Her cousin simply smirked. “Are you sure the photos weren’t of you? You always were a whore.”

I took a step forward, but before I could reach out and punch the guy, her cousin staggered back, Myra having slapped him hard across the face. She went at him again, and I looped an arm around her waist, pulling her back.

“He looks like the kind of man who will sue,” I whispered into her ear, and she froze against me, her soft curves molding to the hardness of my chest.

“Go,” she said through gritted teeth. The other man rubbed his jaw, smirked again, and then strode out. He slammed the front door, and I stood there, Myra in my arms. And then I realized that I needed to let her go.

I didn’t want to.

“Please take your hands off me.”

I released her quickly and took a step back. “I’m sorry.”

She turned slowly. “Sorry for what? Touching me? Not letting me hit him again? Or for believing that I could be the person my parents led you to believe I was?”

“I... I don’t know what to say, Myra.”

My heart thudded in my ears, and everything came back to me.

“I thought... If you would have seen the photos…”

“But I didn’t see them. You pushed me out without even letting me speak. You believed my parents.”

“I believed what I thought was evidence.”

“So, you’re a detective now?”

Tears streamed down her face, and I swallowed hard, not knowing what to say.

“I... I didn’t... I didn’t know what to believe. I saw the bracelet, and everything I thought about you got twisted.”

“Because you thought I was capable of that kind of deception.”

I shook my head. “Because I thought you were always so much better than me. That I didn’t deserve you.”

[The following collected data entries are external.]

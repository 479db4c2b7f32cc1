pub mod cli;
pub mod config;
pub mod error;
pub mod scoring;
pub mod services;
pub mod store;
pub mod harness;
pub mod server;

pub use config::{GatewayConfig, HarnessConfig, RelayConfig};
pub use error::{RelayError, Result};
pub use services::model::{Classifier, ModelGateway};
pub use store::{LabelRecord, LabelStore};
//! Command line flags shared by the relay and the latency harness.

use crate::config::{GatewayConfig, HarnessConfig, RelayConfig, RequestShape, ResponseShape, RetryPolicy};
use clap::{Args, Parser, ValueEnum};
use std::path::PathBuf;
use std::time::Duration;

#[derive(Debug, Clone, Copy, PartialEq, Eq, ValueEnum)]
pub enum RequestShapeArg {
    /// GET with the query percent-encoded in the URL
    QueryGet,
    /// POST with a JSON body
    JsonPost,
}

#[derive(Debug, Clone, Copy, PartialEq, Eq, ValueEnum)]
pub enum ResponseShapeArg {
    Auto,
    Text,
    Json,
}

impl From<ResponseShapeArg> for ResponseShape {
    fn from(arg: ResponseShapeArg) -> Self {
        match arg {
            ResponseShapeArg::Auto => ResponseShape::Auto,
            ResponseShapeArg::Text => ResponseShape::Text,
            ResponseShapeArg::Json => ResponseShape::Json,
        }
    }
}

#[derive(Debug, Clone, Args)]
pub struct GatewayArgs {
    /// Model service request timeout in seconds
    #[arg(long, default_value_t = 30)]
    pub timeout_secs: u64,

    /// Retries on transport failure (0 disables)
    #[arg(long, default_value_t = 0)]
    pub max_retries: u32,

    /// Initial retry backoff in milliseconds, doubled per attempt
    #[arg(long, default_value_t = 100)]
    pub retry_backoff_ms: u64,

    #[arg(long, value_enum, default_value_t = RequestShapeArg::QueryGet)]
    pub request_shape: RequestShapeArg,

    /// Query-string parameter or JSON field carrying the query
    #[arg(long)]
    pub query_field: Option<String>,

    #[arg(long, value_enum, default_value_t = ResponseShapeArg::Auto)]
    pub response_shape: ResponseShapeArg,
}

impl GatewayArgs {
    pub fn into_config(self, endpoint: String) -> GatewayConfig {
        let request_shape = match (self.request_shape, self.query_field) {
            (RequestShapeArg::QueryGet, Some(param)) => RequestShape::QueryGet { param },
            (RequestShapeArg::QueryGet, None) => RequestShape::query_get(),
            (RequestShapeArg::JsonPost, Some(field)) => RequestShape::JsonPost { field },
            (RequestShapeArg::JsonPost, None) => RequestShape::json_post(),
        };
        let defaults = RetryPolicy::default();
        GatewayConfig {
            endpoint,
            request_shape,
            response_shape: self.response_shape.into(),
            timeout: Duration::from_secs(self.timeout_secs),
            retry: RetryPolicy {
                max_retries: self.max_retries,
                initial_backoff: Duration::from_millis(self.retry_backoff_ms),
                max_backoff: defaults.max_backoff,
            },
        }
    }
}

/// Run the intent relay server
#[derive(Debug, Parser)]
#[command(name = "intent_relay", version, about)]
pub struct RelayArgs {
    /// The port to launch the server on
    #[arg(long, default_value_t = 5000)]
    pub port: u16,

    #[arg(long, default_value = "0.0.0.0")]
    pub bind: String,

    /// Model service URL
    #[arg(long, default_value = "http://localhost:8080")]
    pub modelserver: String,

    /// Verbose logging
    #[arg(long)]
    pub debug: bool,

    /// The file labeled examples are appended to
    #[arg(long, default_value = "data.csv")]
    pub datafile: PathBuf,

    /// Public console address shown on the landing page
    #[arg(long, default_value = "http://localhost:5000")]
    pub console_address: String,

    /// Directory served under /static
    #[arg(long)]
    pub static_dir: Option<PathBuf>,

    #[command(flatten)]
    pub gateway: GatewayArgs,
}

impl From<RelayArgs> for RelayConfig {
    fn from(args: RelayArgs) -> Self {
        RelayConfig {
            bind_address: args.bind,
            port: args.port,
            gateway: args.gateway.into_config(args.modelserver),
            data_file: args.datafile,
            console_address: args.console_address,
            static_dir: args.static_dir,
            debug: args.debug,
        }
    }
}

/// Measure model service latency over a file of queries
#[derive(Debug, Parser)]
#[command(name = "latency_harness", version, about)]
pub struct HarnessArgs {
    #[arg(long, default_value = "http://localhost:8080")]
    pub model_server: String,

    /// Tab-delimited file; the first column holds the queries
    #[arg(long, default_value = "data.csv")]
    pub data_file: PathBuf,

    /// Number of iterations to warm up the server
    #[arg(long, default_value_t = 1)]
    pub warmup: usize,

    /// Skip the first line of the data file
    #[arg(long)]
    pub has_header: bool,

    #[command(flatten)]
    pub gateway: GatewayArgs,
}

impl From<HarnessArgs> for HarnessConfig {
    fn from(args: HarnessArgs) -> Self {
        let mut gateway = args.gateway.into_config(args.model_server);
        // A sample is one request; retries would fold backoff into the timing.
        gateway.retry.max_retries = 0;
        HarnessConfig {
            gateway,
            input_file: args.data_file,
            warmup: args.warmup,
            has_header: args.has_header,
        }
    }
}
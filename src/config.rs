use serde::{Deserialize, Serialize};
use std::path::PathBuf;
use std::time::Duration;

/// How the query is put on the wire to the model service.
#[derive(Debug, Clone, PartialEq, Eq, Serialize, Deserialize)]
pub enum RequestShape {
    /// `GET <endpoint>?<param>=<query>` (text REST proxy reads `doc`).
    QueryGet { param: String },
    /// `POST <endpoint>` with body `{"<field>": query}` (JSON proxy reads `text`).
    JsonPost { field: String },
}

impl RequestShape {
    pub fn query_get() -> Self {
        RequestShape::QueryGet { param: "doc".to_string() }
    }

    pub fn json_post() -> Self {
        RequestShape::JsonPost { field: "text".to_string() }
    }
}

impl Default for RequestShape {
    fn default() -> Self {
        Self::query_get()
    }
}

/// Which of the two documented response bodies to expect.
#[derive(Debug, Clone, Copy, PartialEq, Eq, Default, Serialize, Deserialize)]
pub enum ResponseShape {
    /// Decide from the response `content-type`.
    #[default]
    Auto,
    Text,
    Json,
}

/// Bounded retry with exponential backoff. Zero retries reproduces the baseline behavior.
#[derive(Debug, Clone, PartialEq, Serialize, Deserialize)]
pub struct RetryPolicy {
    pub max_retries: u32,
    pub initial_backoff: Duration,
    pub max_backoff: Duration,
}

impl Default for RetryPolicy {
    fn default() -> Self {
        Self {
            max_retries: 0,
            initial_backoff: Duration::from_millis(100),
            max_backoff: Duration::from_secs(2),
        }
    }
}

impl RetryPolicy {
    /// Delay before retry number `attempt` (1-based): doubles each time, capped.
    pub fn backoff_for(&self, attempt: u32) -> Duration {
        let factor = 1u32.checked_shl(attempt.saturating_sub(1)).unwrap_or(u32::MAX);
        self.initial_backoff
            .checked_mul(factor)
            .map_or(self.max_backoff, |d| d.min(self.max_backoff))
    }
}

#[derive(Debug, Clone, Serialize, Deserialize)]
pub struct GatewayConfig {
    pub endpoint: String,
    pub request_shape: RequestShape,
    pub response_shape: ResponseShape,
    pub timeout: Duration,
    pub retry: RetryPolicy,
}

impl Default for GatewayConfig {
    fn default() -> Self {
        Self {
            endpoint: "http://localhost:8080".to_string(),
            request_shape: RequestShape::default(),
            response_shape: ResponseShape::default(),
            timeout: Duration::from_secs(30),
            retry: RetryPolicy::default(),
        }
    }
}

#[derive(Debug, Clone, Serialize, Deserialize)]
pub struct RelayConfig {
    pub bind_address: String,
    pub port: u16,
    pub gateway: GatewayConfig,
    pub data_file: PathBuf,
    /// Address of the public console, substituted into the landing page.
    pub console_address: String,
    pub static_dir: Option<PathBuf>,
    pub debug: bool,
}

impl Default for RelayConfig {
    fn default() -> Self {
        Self {
            bind_address: "0.0.0.0".to_string(),
            port: 5000,
            gateway: GatewayConfig::default(),
            data_file: PathBuf::from("data.csv"),
            console_address: "http://localhost:5000".to_string(),
            static_dir: None,
            debug: false,
        }
    }
}

impl RelayConfig {
    pub fn listen_addr(&self) -> String {
        format!("{}:{}", self.bind_address, self.port)
    }
}

#[derive(Debug, Clone, Serialize, Deserialize)]
pub struct HarnessConfig {
    pub gateway: GatewayConfig,
    pub input_file: PathBuf,
    pub warmup: usize,
    /// Skip the first line of the input file.
    pub has_header: bool,
}

impl Default for HarnessConfig {
    fn default() -> Self {
        Self {
            gateway: GatewayConfig::default(),
            input_file: PathBuf::from("data.csv"),
            warmup: 1,
            has_header: false,
        }
    }
}
pub mod model;
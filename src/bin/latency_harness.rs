use anyhow::Context;
use clap::Parser;
use intent_relay::cli::HarnessArgs;
use intent_relay::harness::{load_queries, LatencyHarness};
use intent_relay::{HarnessConfig, ModelGateway};
use tracing_subscriber::{EnvFilter, FmtSubscriber};

#[tokio::main]
async fn main() -> anyhow::Result<()> {
    let subscriber = FmtSubscriber::builder()
        .with_env_filter(EnvFilter::try_from_default_env().unwrap_or_else(|_| "intent_relay=info".into()))
        .finish();
    tracing::subscriber::set_global_default(subscriber).context("setting default subscriber failed")?;

    let config: HarnessConfig = HarnessArgs::parse().into();

    let queries = load_queries(&config.input_file, config.has_header)
        .await
        .with_context(|| format!("loading queries from {}", config.input_file.display()))?;
    tracing::info!("Loaded {} queries from {}", queries.len(), config.input_file.display());

    let gateway = ModelGateway::new(config.gateway.clone())?;
    let harness = LatencyHarness::new(gateway.single_attempt());

    tracing::info!("Starting {} warmup iterations against {}", config.warmup, config.gateway.endpoint);
    let report = harness.run(&queries, config.warmup).await?;

    println!("{}", report);
    Ok(())
}
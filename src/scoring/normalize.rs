use super::types::{RawModelResponse, ScoredLabel};
use crate::error::{RelayError, Result};
use serde::Deserialize;

const RANKING_FIELD: &str = "intent_ranking";

#[derive(Deserialize)]
struct RankingEntry {
    name: Option<String>,
    confidence: Option<f64>,
}

/// Flatten either response shape into labels, keeping the service's order.
pub fn normalize(raw: &RawModelResponse) -> Result<Vec<ScoredLabel>> {
    match raw {
        RawModelResponse::TextBlob(text) => normalize_text(text),
        RawModelResponse::JsonRanking(value) => normalize_json(value),
    }
}

pub fn normalize_text(text: &str) -> Result<Vec<ScoredLabel>> {
    text.lines()
        .filter(|line| !line.trim().is_empty())
        .map(parse_score_line)
        .collect()
}

/// `in:flight_book:0.87` -> (`in:flight_book`, 0.87). Colons inside the name survive.
pub fn parse_score_line(line: &str) -> Result<ScoredLabel> {
    let line = line.trim_end_matches('\r');
    let (name, score) = line
        .rsplit_once(':')
        .ok_or_else(|| RelayError::MalformedResponse(format!("no score separator in {:?}", line)))?;

    let confidence: f64 = score
        .trim()
        .parse()
        .map_err(|_| RelayError::MalformedResponse(format!("bad score {:?} in {:?}", score, line)))?;

    checked_label(name.to_string(), confidence)
}

pub fn normalize_json(value: &serde_json::Value) -> Result<Vec<ScoredLabel>> {
    let ranking = value
        .get(RANKING_FIELD)
        .ok_or_else(|| RelayError::MalformedResponse(format!("missing `{}`", RANKING_FIELD)))?;

    let entries: Vec<RankingEntry> = serde_json::from_value(ranking.clone())
        .map_err(|e| RelayError::MalformedResponse(format!("bad `{}`: {}", RANKING_FIELD, e)))?;

    entries
        .into_iter()
        .enumerate()
        .map(|(i, entry)| {
            let name = entry
                .name
                .ok_or_else(|| RelayError::MalformedResponse(format!("ranking entry {} has no name", i)))?;
            let confidence = entry
                .confidence
                .ok_or_else(|| RelayError::MalformedResponse(format!("ranking entry {} has no confidence", i)))?;
            checked_label(name, confidence)
        })
        .collect()
}

fn checked_label(name: String, confidence: f64) -> Result<ScoredLabel> {
    if name.is_empty() {
        return Err(RelayError::MalformedResponse("empty label name".to_string()));
    }
    if !confidence.is_finite() {
        return Err(RelayError::MalformedResponse(format!("non-finite score for {}", name)));
    }
    Ok(ScoredLabel { name, confidence })
}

“So you pushed me away?” she shouted.

“I thought you could do better, and believed you had. So, yes, I was hurt. I pushed you away. I thought you had cheated on me and I said some horrible things. And I hated you. But I was so fucking wrong. I see that now. And I’m never going to be able to take that back. I’m so sorry, Myra.

“Sorry doesn’t help,” she whispered.

“I know.”

“You had the evidence they provided, yet you never believed me. No wonder you didn’t want to forgive me, even though I wasn’t the one who did anything.”

“Myra—” I began.

“No. I think you need to go, too. Because I need to break down, and you can’t be here for that. You broke me once before, Nathan. I won’t let you do it again.”

“I understand.” I put my hands into my pockets and let out a breath. “I need to think about everything that just happened. As you do. I want you to know that I’m going to do everything in my power to try and make amends or something. I’m so fucking sorry, Myra.”